Brief
Could you repeat the records below exactly as written?

The input
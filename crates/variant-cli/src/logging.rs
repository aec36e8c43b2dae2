//! Logging infrastructure using `tracing` and `tracing-subscriber`.
//!
//! Log levels:
//!
//! - `error`: fatal pre-flight failures
//! - `warn`: tolerated data gaps worth surfacing (rows without a group key)
//! - `info`: pipeline stage progress and summary counts
//! - `debug`: per-group and per-file detail

use std::fs::OpenOptions;
use std::io;
use std::path::PathBuf;
use std::sync::Mutex;

use tracing::level_filters::LevelFilter;
use tracing_subscriber::{
    EnvFilter,
    fmt::{self, writer::BoxMakeWriter},
    layer::SubscriberExt,
    util::SubscriberInitExt,
};

/// Configuration for logging behavior.
#[derive(Debug, Clone)]
pub struct LogConfig {
    /// Level applied to this workspace's crates.
    pub level_filter: LevelFilter,
    /// Let `RUST_LOG` override the configured level when set.
    pub use_env_filter: bool,
    /// Output format.
    pub format: LogFormat,
    /// Optional log file path. When set, logs append to the file.
    pub log_file: Option<PathBuf>,
    /// Whether to use ANSI colors in output.
    pub with_ansi: bool,
}

impl Default for LogConfig {
    fn default() -> Self {
        Self {
            level_filter: LevelFilter::WARN,
            use_env_filter: true,
            format: LogFormat::default(),
            log_file: None,
            with_ansi: true,
        }
    }
}

/// Log output format.
#[derive(Debug, Clone, Copy, Default, PartialEq, Eq)]
pub enum LogFormat {
    /// Human-readable format with colors.
    #[default]
    Pretty,
    /// Compact single-line format.
    Compact,
    /// JSON format for machine parsing.
    Json,
}

/// Initialize the global tracing subscriber.
///
/// Called once at startup.
///
/// # Errors
///
/// Returns an error if the log file cannot be opened.
pub fn init_logging(config: &LogConfig) -> io::Result<()> {
    let writer = match &config.log_file {
        Some(path) => {
            let file = OpenOptions::new().create(true).append(true).open(path)?;
            BoxMakeWriter::new(Mutex::new(file))
        }
        None => BoxMakeWriter::new(io::stderr),
    };
    let filter = build_filter(config);

    match config.format {
        LogFormat::Json => {
            let layer = fmt::layer().json().with_writer(writer).with_target(true);
            tracing_subscriber::registry()
                .with(filter)
                .with(layer)
                .init();
        }
        LogFormat::Compact => {
            let layer = fmt::layer()
                .compact()
                .with_writer(writer)
                .with_ansi(config.with_ansi)
                .with_target(false)
                .without_time();
            tracing_subscriber::registry()
                .with(filter)
                .with(layer)
                .init();
        }
        LogFormat::Pretty => {
            let layer = fmt::layer()
                .with_writer(writer)
                .with_ansi(config.with_ansi)
                .with_target(false)
                .without_time();
            tracing_subscriber::registry()
                .with(filter)
                .with(layer)
                .init();
        }
    }
    Ok(())
}

/// Build the filter: our crates at the configured level, external crates at
/// warn. `RUST_LOG` wins when env-filter use is enabled.
fn build_filter(config: &LogConfig) -> EnvFilter {
    let fallback = || {
        let level = config.level_filter.to_string().to_lowercase();
        EnvFilter::new(format!(
            "warn,variant_cli={level},variant_ingest={level},\
             variant_model={level},variant_output={level},variant_transform={level}",
        ))
    };
    if config.use_env_filter {
        EnvFilter::try_from_default_env().unwrap_or_else(|_| fallback())
    } else {
        fallback()
    }
}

Solution for this problem
filename crates/variant-cli/src/logging.rs
repository aec36e8c43b2dae2
//! Logging infrastructure using `tracing` and `tracing-subscriber`.
//!
//! Log levels:
//!
//! - `error`: fatal pre-flight failures
//! - `warn`: tolerated data gaps worth surfacing (rows without a group key)
//! - `info`: pipeline stage progress and summary counts
//! - `debug`: per-group and per-file detail

use std::fs::OpenOptions;
use std::io;
use std::path::PathBuf;
use std::sync::Mutex;

use tracing::level_filters::LevelFilter;
use tracing_subscriber::{
    EnvFilter,
    fmt::{self, writer::BoxMakeWriter},
    layer::SubscriberExt,
    util::SubscriberInitExt,
};

/// Configuration for logging behavior.
#[derive(Debug, Clone)]
pub struct LogConfig {
    /// Level applied to this workspace's crates.
    pub level_filter: LevelFilter,
    /// Let `RUST_LOG` override the configured level when set.
    pub use_env_filter: bool,
    /// Output format.
    pub format: LogFormat,
    /// Optional log file path. When set, logs append to the file.
    pub log_file: Option<PathBuf>,
    /// Whether to use ANSI colors in output.
    pub with_ansi: bool,
}

impl Default for LogConfig {
    fn default() -> Self {
        Self {
            level_filter: LevelFilter::WARN,
            use_env_filter: true,
            format: LogFormat::default(),
            log_file: None,
            with_ansi: true,
        }
    }
}

/// Log output format.
#[derive(Debug, Clone, Copy, Default, PartialEq, Eq)]
pub enum LogFormat {
    /// Human-readable format with colors.
    #[default]
    Pretty,
    /// Compact single-line format.
    Compact,
    /// JSON format for machine parsing.
    Json,
}

/// Initialize the global tracing subscriber.
///
/// Called once at startup.
///
/// # Errors
///
/// Returns an error if the log file cannot be opened.
pub fn init_logging(config: &LogConfig) -> io::Result<()> {
    let writer = match &config.log_file {
        Some(path) => {
            let file = OpenOptions::new().create(true).append(true).open(path)?;
            BoxMakeWriter::new(Mutex::new(file))
        }
        None => BoxMakeWriter::new(io::stderr),
    };
    let filter = build_filter(config);

    match config.format {
        LogFormat::Json => {
            let layer = fmt::layer().json().with_writer(writer).with_target(true);
            tracing_subscriber::registry()
                .with(filter)
                .with(layer)
                .init();
        }
        LogFormat::Compact => {
            let layer = fmt::layer()
                .compact()
                .with_writer(writer)
                .with_ansi(config.with_ansi)
                .with_target(false)
                .without_time();
            tracing_subscriber::registry()
                .with(filter)
                .with(layer)
                .init();
        }
        LogFormat::Pretty => {
            let layer = fmt::layer()
                .with_writer(writer)
                .with_ansi(config.with_ansi)
                .with_target(false)
                .without_time();
            tracing_subscriber::registry()
                .with(filter)
                .with(layer)
                .init();
        }
    }
    Ok(())
}

/// Build the filter: our crates at the configured level, external crates at
/// warn. `RUST_LOG` wins when env-filter use is enabled.
fn build_filter(config: &LogConfig) -> EnvFilter {
    let fallback = || {
        let level = config.level_filter.to_string().to_lowercase();
        EnvFilter::new(format!(
            "warn,variant_cli={level},variant_ingest={level},\
             variant_model={level},variant_output={level},variant_transform={level}",
        ))
    };
    if config.use_env_filter {
        EnvFilter::try_from_default_env().unwrap_or_else(|_| fallback())
    } else {
        fallback()
    }
}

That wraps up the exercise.